Behind the scenes, Jeff Corder coordinates Hendricks County’s pandemic response 

By Stephanie Dolan

At a time when statistics and images of the coronavirus can invoke fear and paranoia, throughout Hendricks County men and women work behind the scenes to bring calm, order and certainty.

People look out for the county’s residents even when they might feel isolated and vulnerable.

Jeff Corder serves as the health department as a public preparedness coordinator. He spends his days creating plans for situations just like the coronavirus pandemic, including coordinating the medical reserve corps. 

To properly respond to public health emergencies like COVID-19, the Hendricks County Health Department teams up with the Hendricks County Medical Reserve Corp.
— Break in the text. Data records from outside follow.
//! Request line decoding and encoding.

use thiserror::Error;
use tracing::debug;

use crate::request::MemoryRequest;
use crate::table::TypeTable;

/// Why a request line could not be turned into an actionable [`MemoryRequest`].
#[derive(Error, Debug, Clone, PartialEq, Eq)]
pub enum DecodeError
{
    /// The line contained no tokens.
    #[error("empty request")]
    Empty,

    /// Only one token was present.
    #[error("missing type tag after {0:?}")]
    MissingTag(String),

    /// The first token is not a hexadecimal `u64`.
    #[error("invalid hexadecimal address {0:?}")]
    InvalidAddress(String),

    /// The type tag is not in the table. The address parsed fine and is kept.
    #[error("unknown type tag {tag:?} for address 0x{address:x}")]
    UnknownTag
    {
        /// Address that preceded the tag
        address: u64,
        /// The unrecognised tag
        tag: String,
    },
}

/// Parse a hexadecimal address token.
///
/// An optional `0x` / `0X` prefix is accepted. Every remaining character must be a hex
/// digit and the value must fit in a `u64`; there is no partial parse.
pub fn parse_hex_address(token: &str) -> Option<u64>
{
    let digits = token
        .strip_prefix("0x")
        .or_else(|| token.strip_prefix("0X"))
        .unwrap_or(token);

    if digits.is_empty() || !digits.bytes().all(|b| b.is_ascii_hexdigit()) {
        return None;
    }

    u64::from_str_radix(digits, 16).ok()
}

/// Decode a request line, reporting exactly what was wrong with it.
///
/// Tokens after the type tag are ignored.
///
/// ## Errors
///
/// See [`DecodeError`].
pub fn decode_strict(message: &str, table: &TypeTable) -> Result<MemoryRequest, DecodeError>
{
    let mut tokens = message.split_whitespace();

    let address_token = tokens.next().ok_or(DecodeError::Empty)?;
    let tag = tokens
        .next()
        .ok_or_else(|| DecodeError::MissingTag(address_token.to_string()))?;

    let address =
        parse_hex_address(address_token).ok_or_else(|| DecodeError::InvalidAddress(address_token.to_string()))?;

    let size = table.width(tag).ok_or_else(|| DecodeError::UnknownTag {
        address,
        tag: tag.to_string(),
    })?;

    Ok(MemoryRequest::new(address, size))
}

/// Decode a request line. Never fails.
///
/// Lines with fewer than two tokens or a malformed address become
/// [`MemoryRequest::NONE`]. An unknown tag keeps the address but leaves the size at zero.
pub fn decode(message: &str, table: &TypeTable) -> MemoryRequest
{
    match decode_strict(message, table) {
        Ok(request) => request,
        Err(DecodeError::UnknownTag { address, tag }) => {
            debug!("Unknown type tag {tag:?} for 0x{address:x}, size left at zero");
            MemoryRequest::new(address, 0)
        }
        Err(err) => {
            debug!("Request {message:?} decoded as no-op: {err}");
            MemoryRequest::NONE
        }
    }
}

/// Encode a request line as a target would write it, newline included.
pub fn encode(address: u64, tag: &str) -> String
{
    format!("{address:x} {tag}\n")
}

#[cfg(test)]
mod tests
{
    use proptest::prelude::*;

    use super::*;
    use crate::table::BOOL_TAG;

    #[test]
    fn decodes_bool_request()
    {
        let request = decode("7fff5fbff7a0 b", &TypeTable::default());
        assert_eq!(request.address(), 0x7fff_5fbf_f7a0);
        assert_eq!(request.size(), std::mem::size_of::<bool>());
        assert!(request.is_actionable());
    }

    #[test]
    fn zero_address_is_a_noop()
    {
        let request = decode("0 b", &TypeTable::default());
        assert_eq!(request.address(), 0);
        assert!(!request.is_actionable());
    }

    #[test]
    fn unknown_tag_keeps_address_but_not_size()
    {
        let table = TypeTable::default();
        let request = decode("1000 x", &table);
        assert_eq!(request.address(), 0x1000);
        assert_eq!(request.size(), 0);
        assert!(!request.is_actionable());

        assert_eq!(
            decode_strict("1000 x", &table),
            Err(DecodeError::UnknownTag {
                address: 0x1000,
                tag: "x".to_string()
            })
        );
    }

    #[test]
    fn too_few_tokens()
    {
        let table = TypeTable::default();
        assert_eq!(decode("", &table), MemoryRequest::NONE);
        assert_eq!(decode("   \t ", &table), MemoryRequest::NONE);
        assert_eq!(decode("1000", &table), MemoryRequest::NONE);
        assert_eq!(decode_strict("", &table), Err(DecodeError::Empty));
        assert_eq!(decode_strict("1000", &table), Err(DecodeError::MissingTag("1000".to_string())));
    }

    #[test]
    fn address_parsing_is_strict()
    {
        let table = TypeTable::default();
        assert_eq!(decode("12zz b", &table), MemoryRequest::NONE);
        assert_eq!(decode("+12 b", &table), MemoryRequest::NONE);
        assert_eq!(decode("0x b", &table), MemoryRequest::NONE);
        assert_eq!(decode("10000000000000000 b", &table), MemoryRequest::NONE);
        assert_eq!(
            decode_strict("-1 b", &table),
            Err(DecodeError::InvalidAddress("-1".to_string()))
        );
    }

    #[test]
    fn prefixes_and_separators()
    {
        let table = TypeTable::default();
        assert_eq!(decode("0xDEADbeef b", &table).address(), 0xdead_beef);
        assert_eq!(decode("0XFF\tb", &table).address(), 0xff);
        assert_eq!(decode("  ff   b  trailing tokens", &table).address(), 0xff);
    }

    #[test]
    fn extended_table()
    {
        let table = TypeTable::default().with_tag("q", 8);
        assert_eq!(decode("1000 q", &table), MemoryRequest::new(0x1000, 8));
    }

    #[test]
    fn encode_matches_decode()
    {
        let line = encode(0x7fff_5fbf_f7a0, BOOL_TAG);
        assert_eq!(line, "7fff5fbff7a0 b\n");
        assert_eq!(decode(&line, &TypeTable::default()).address(), 0x7fff_5fbf_f7a0);
    }

    proptest! {
        #[test]
        fn any_hex_with_bool_tag_decodes(address in any::<u64>(), prefixed in any::<bool>(), upper in any::<bool>())
        {
            let hex = if upper { format!("{address:X}") } else { format!("{address:x}") };
            let token = if prefixed { format!("0x{hex}") } else { hex };
            let request = decode(&format!("{token} b"), &TypeTable::default());
            prop_assert_eq!(request.address(), address);
            prop_assert_eq!(request.size(), std::mem::size_of::<bool>());
        }

        #[test]
        fn single_token_never_actionable(token in "\\S{0,24}")
        {
            let request = decode(&token, &TypeTable::default());
            prop_assert!(!request.is_actionable());
            prop_assert_eq!(request.address(), 0);
        }

        #[test]
        fn unknown_tags_have_zero_size(address in 1u64.., tag in "[c-z][a-z0-9]{0,6}")
        {
            let request = decode(&format!("{address:x} {tag}"), &TypeTable::default());
            prop_assert_eq!(request.size(), 0);
            prop_assert!(!request.is_actionable());
        }
    }
}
“A lot of our planning in the past was directed at anthrax emergencies,” said Corder who previously served as a firefighter and paramedic for 26 years at the Brownsburg Fire Territory. “That’s what the federal government kind of saw as our primary response capability. Then they started shifting to pandemic flu because of H1N1, and that was to set up vaccination clinics.”

In this health pandemic, the Hendricks County Health Department serves as the lead agency coordinating efforts.

“I am coordinating all the health and medical resources across the county,” Corder said. “Mainly, what my job has been the last few days has been getting personal protective equipment like masks, gowns, face shields and gloves, anything that I can get from our strategic national stockpile or our health care coalition.” 

Corder gets it in, counted, separated and back out to the community including long term care, assisted living, home health care and hospice facilities. 

Corder works with Lisé Crouch, Hendricks County Emergency Management coordinator as incident co-directors.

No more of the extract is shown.